October 23, 2020/InvestmentOne Report

Please click to download our September 2020 Inflation Update

·         Recently, the National Bureau of Statistics (NBS) released the inflation report for the month of September-2020. Notably, the headline rate rose from 13.22% y/y in August-2020 to 13.71% y/y, the highest since March-2018. This was driven by a 1.48% jump in the month-on-month (m/m) changes in general prices (vs. 1.34% m/m in Aug-2020). Notably, price increases were observed across all components of the index with cost of food being the major driver amid domestic supply shortages. 

·         The food sub-index rose by 16.66% y/y in Sept-2020 compared to 16.0% y/y in Aug-2020. Food prices increased 1.88% m/m (vs. 1.67% in August). In our view, the pressure from the sustained shortfall in domestic food supply relative to the demand, continued closure of land borders and increased input cost fuelled by FX related factors.

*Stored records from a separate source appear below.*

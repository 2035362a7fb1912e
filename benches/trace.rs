//! Benchmarks for template evaluation over synthetic call graphs.
//!
//! - Reverse call-graph tracing through a layered graph
//! - Call-site search with subclass widening
//! - Full template evaluation (search followed by trace)

extern crate bugscope;

use bugscope::prelude::*;
use criterion::{criterion_group, criterion_main, BenchmarkId, Criterion};
use std::hint::black_box;

/// Builds `layers` layers of `width` methods each; every method calls every method of the
/// next layer, and the last layer calls `Lcom/sink/Net;->send()V`.
fn layered_graph(layers: usize, width: usize) -> MemoryIndex {
    let method = |layer: usize, slot: usize| format!("Lcom/app/L{layer}C{slot};->run()V");

    let mut builder = MemoryIndex::builder();
    for layer in 0..layers {
        for slot in 0..width {
            let caller = method(layer, slot);
            if layer + 1 == layers {
                builder = builder.call(&caller, "Lcom/sink/Net;->send()V");
            } else {
                for next in 0..width {
                    builder = builder.call(&caller, &method(layer + 1, next));
                }
            }
        }
    }
    builder.build().unwrap()
}

/// Builds a base class with `count` subclasses, each called from its own activity.
fn wide_hierarchy(count: usize) -> MemoryIndex {
    let mut builder = MemoryIndex::builder().class("Lcom/app/Base;", None);
    for i in 0..count {
        let class = format!("Lcom/app/Impl{i};");
        builder = builder.class(&class, Some("Lcom/app/Base;")).call(
            &format!("Lcom/app/Screen{i};->onCreate(Landroid/os/Bundle;)V"),
            &format!("{class}->work()V"),
        );
    }
    builder.build().unwrap()
}

fn template(code: &str) -> BugTemplate {
    TemplateParser::new()
        .parse_str(&format!(
            r#"{{"METADATA": {{"NAME": "Bench"}}, "CODEPARAMS": {code}}}"#
        ))
        .unwrap()
}

/// Benchmark reverse tracing from the sink to the first layer.
fn bench_reverse_trace(c: &mut Criterion) {
    let mut group = c.benchmark_group("reverse_trace");
    let template = template(
        r#"{"TRACE": {
            "TRACEFROM": "Lcom/sink/Net;->send()V",
            "TRACETO": "<class>:Lcom/app/L0C*",
            "RETURN": "<tracepath> AS @tracepath_sink"
        }}"#,
    );

    for width in [2, 4, 8] {
        let index = layered_graph(6, width);
        let config = EngineConfig::default();
        let evaluator = BugEvaluator::new(config.clone());

        group.bench_with_input(BenchmarkId::from_parameter(width), &index, |b, index| {
            b.iter(|| {
                let adapter = IndexAdapter::new(index, &config);
                let evaluation = evaluator.evaluate(black_box(&template), &adapter).unwrap();
                black_box(evaluation)
            });
        });
    }
    group.finish();
}

/// Benchmark a call-site search that widens over many subclasses.
fn bench_call_site_search(c: &mut Criterion) {
    let index = wide_hierarchy(200);
    let config = EngineConfig::default();
    let evaluator = BugEvaluator::new(config.clone());
    let template = template(
        r#"{"SEARCH": {"SEARCHFORCALLTOMETHOD": {
            "METHOD": "Lcom/app/Base;->work()V",
            "RETURN": "<class> AS @screens"
        }}}"#,
    );

    c.bench_function("call_site_search_200_subclasses", |b| {
        b.iter(|| {
            let adapter = IndexAdapter::new(&index, &config);
            let evaluation = evaluator.evaluate(black_box(&template), &adapter).unwrap();
            black_box(evaluation)
        });
    });
}

/// Benchmark a search whose bindings seed a forward trace.
fn bench_search_then_trace(c: &mut Criterion) {
    let index = layered_graph(5, 4);
    let config = EngineConfig::default();
    let evaluator = BugEvaluator::new(config.clone());
    let template = template(
        r#"{
            "SEARCH": {"SEARCHFORCALLTOMETHOD": {
                "METHOD": "Lcom/app/L1C0;->run()V",
                "RETURN": "<method> AS @entry"
            }},
            "TRACE": {
                "TRACEFROM": "@entry",
                "TRACETO": "Lcom/sink/Net;->send()V",
                "TRACEDIRECTION": "FORWARD",
                "RETURN": "<tracepath> AS @tracepath_entry"
            }
        }"#,
    );

    c.bench_function("search_then_forward_trace", |b| {
        b.iter(|| {
            let adapter = IndexAdapter::new(&index, &config);
            let evaluation = evaluator.evaluate(black_box(&template), &adapter).unwrap();
            black_box(evaluation)
        });
    });
}

criterion_group!(
    benches,
    bench_reverse_trace,
    bench_call_site_search,
    bench_search_then_trace
);
criterion_main!(benches);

·         In terms of the Core inflation for September-2020, we highlight that the sub-index rose by 10.58% y/y vs. 10.52% y/y in August-2020, Also, on a month-on-month basis, pressure reduced to 0.94% (vs. 1.05% in August-2020).

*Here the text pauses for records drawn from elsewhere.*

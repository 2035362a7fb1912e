//! Call-graph tracing with register-level data flow.
//!
//! Inside a method body one register is tracked at a time. Reverse walks scan backwards from
//! a use to the definition of the register; forward walks scan onwards from a definition to
//! its uses. Values leave a method through invocation arguments and results, field writes,
//! and the web view script bridge, and enter one through parameters, results and field
//! reads.
//!
//! Visited keys carry the register and instruction position, so the same method can be
//! entered once per tracked value.

use std::sync::Arc;

use crate::{
    engine::trace::{dispatch, start_node, Step, TraceState, Walk},
    index::{
        push_unique, FieldRef, Instruction, InstructionKind, InvokeKind, MethodBody, MethodQuery,
        MethodRef,
    },
    template::{Candidate, Direction, Qualifier},
    Result,
};

/// Name of instance constructors.
const CONSTRUCTOR: &str = "<init>";

/// Walks from `source` following the value selected by `qualifier`.
///
/// Reverse walks start at the arguments of the source (all of them, or the one selected by
/// `ARGINDEX`); forward walks start at its result.
pub(super) fn trace(
    walk: &Walk<'_, '_>,
    source: &Candidate,
    qualifier: Option<Qualifier>,
    state: &mut TraceState,
) -> Result<()> {
    let tracer = Tracer { walk };
    let node = start_node(source);
    match walk.direction {
        Direction::Reverse => {
            let position = match qualifier {
                Some(Qualifier::ArgTo { index }) => index,
                _ => None,
            };
            tracer.method_reverse(&node, &[], position, state)
        }
        Direction::Forward => tracer.result_forward(&node, state),
    }
}

struct Tracer<'t, 'w, 'a> {
    walk: &'t Walk<'w, 'a>,
}
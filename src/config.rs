//! Engine configuration.
//!
//! [`EngineConfig`] carries the tunables of the matching engine and of the worker pool. Every
//! field has a default, so an empty TOML document (or no document at all) yields a working
//! configuration:
//!
//! ```toml
//! [search]
//! keep_interactive_elements = false
//!
//! [trace]
//! trace_length_max = 25
//!
//! [analysis]
//! worker_count = 4
//! max_attempts = 2
//! ```

use std::path::Path;

use serde::{Deserialize, Serialize};

use crate::{Error, Result};

/// Default upper bound on the number of hops in a trace chain.
pub const DEFAULT_TRACE_LENGTH_MAX: usize = 25;

/// Top-level engine configuration.
#[derive(Debug, Clone, Default, PartialEq, Eq, Serialize, Deserialize)]
#[serde(default)]
pub struct EngineConfig {
    /// Search engine settings.
    pub search: SearchConfig,
    /// Trace engine settings.
    pub trace: TraceConfig,
    /// Worker pool settings.
    pub analysis: AnalysisConfig,
}

/// Settings for the search engine.
#[derive(Debug, Clone, Default, PartialEq, Eq, Serialize, Deserialize)]
#[serde(default)]
pub struct SearchConfig {
    /// Keep call sites located in interactive UI callbacks (`onClick`, `onKeyDown`, ...).
    ///
    /// These are dropped by default since they require user interaction to reach.
    pub keep_interactive_elements: bool,
}

/// Settings for the trace engine.
#[derive(Debug, Clone, PartialEq, Eq, Serialize, Deserialize)]
#[serde(default)]
pub struct TraceConfig {
    /// Maximum number of hops in a trace chain, used when a rule does not set
    /// `TRACELENGTHMAX` itself.
    pub trace_length_max: usize,
}

impl Default for TraceConfig {
    fn default() -> Self {
        TraceConfig {
            trace_length_max: DEFAULT_TRACE_LENGTH_MAX,
        }
    }
}

/// Settings for the worker pool.
#[derive(Debug, Clone, PartialEq, Eq, Serialize, Deserialize)]
#[serde(default)]
pub struct AnalysisConfig {
    /// Number of concurrently analysed applications.
    pub worker_count: usize,
    /// How often an application is dispatched before it is reported as failed, counting
    /// dispatches lost to dead workers.
    pub max_attempts: usize,
}

impl Default for AnalysisConfig {
    fn default() -> Self {
        AnalysisConfig {
            worker_count: 1,
            max_attempts: 2,
        }
    }
}

impl EngineConfig {
    /// Parses a configuration from a TOML document.
    ///
    /// Missing sections and fields fall back to their defaults.
    ///
    /// # Errors
    ///
    /// Returns [`Error::Config`] if the document is not valid TOML, does not match the
    /// configuration schema, or fails [`EngineConfig::validate`].
    pub fn from_toml(content: &str) -> Result<Self> {
        let config: EngineConfig =
            toml::from_str(content).map_err(|e| Error::Config(e.to_string()))?;
        config.validate()?;
        Ok(config)
    }

    /// Loads a configuration from a TOML file.
    ///
    /// # Errors
    ///
    /// Returns [`Error::FileError`] if the file cannot be read, otherwise the same errors as
    /// [`EngineConfig::from_toml`].
    pub fn load<P: AsRef<Path>>(path: P) -> Result<Self> {
        let content = std::fs::read_to_string(path)?;
        Self::from_toml(&content)
    }

    /// Checks the value ranges of all fields.
    ///
    /// # Errors
    ///
    /// Returns [`Error::Config`] naming the first offending field.
    pub fn validate(&self) -> Result<()> {
        if self.trace.trace_length_max == 0 {
            return Err(Error::Config(
                "trace.trace_length_max must be at least 1".to_string(),
            ));
        }
        if self.analysis.worker_count == 0 {
            return Err(Error::Config(
                "analysis.worker_count must be at least 1".to_string(),
            ));
        }
        if self.analysis.max_attempts == 0 {
            return Err(Error::Config(
                "analysis.max_attempts must be at least 1".to_string(),
            ));
        }
        Ok(())
    }
}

·         During the month of September-2020, average price of Premium Motor Spirit (PMS) disclosed by NBS was up 10.67% y/y to N161.06 per litre. This was due to the persistent pressure in the FX market as well as gradual recovery in oil price. This could have continued to increase the landing cost of PMS.

·         Looking ahead, we reiterate that the outlook for the headline inflation rate remains biased to the upside for the rest of the year despite the suspension of the recent increase in electricity tariffs. Notably, pressures on the food inflation sub-index is likely to continue till the end of the year due to supply shortages, structural bottlenecks, FX challenges and festive demand. Also, the ongoing social unrest across the nation which appears to be disrupting business activities is likely to leave a negative imprint on the headline numbers. Furthermore, high financial system liquidity in Q4-2020 without a commensurate increase in economic output might spike the core index.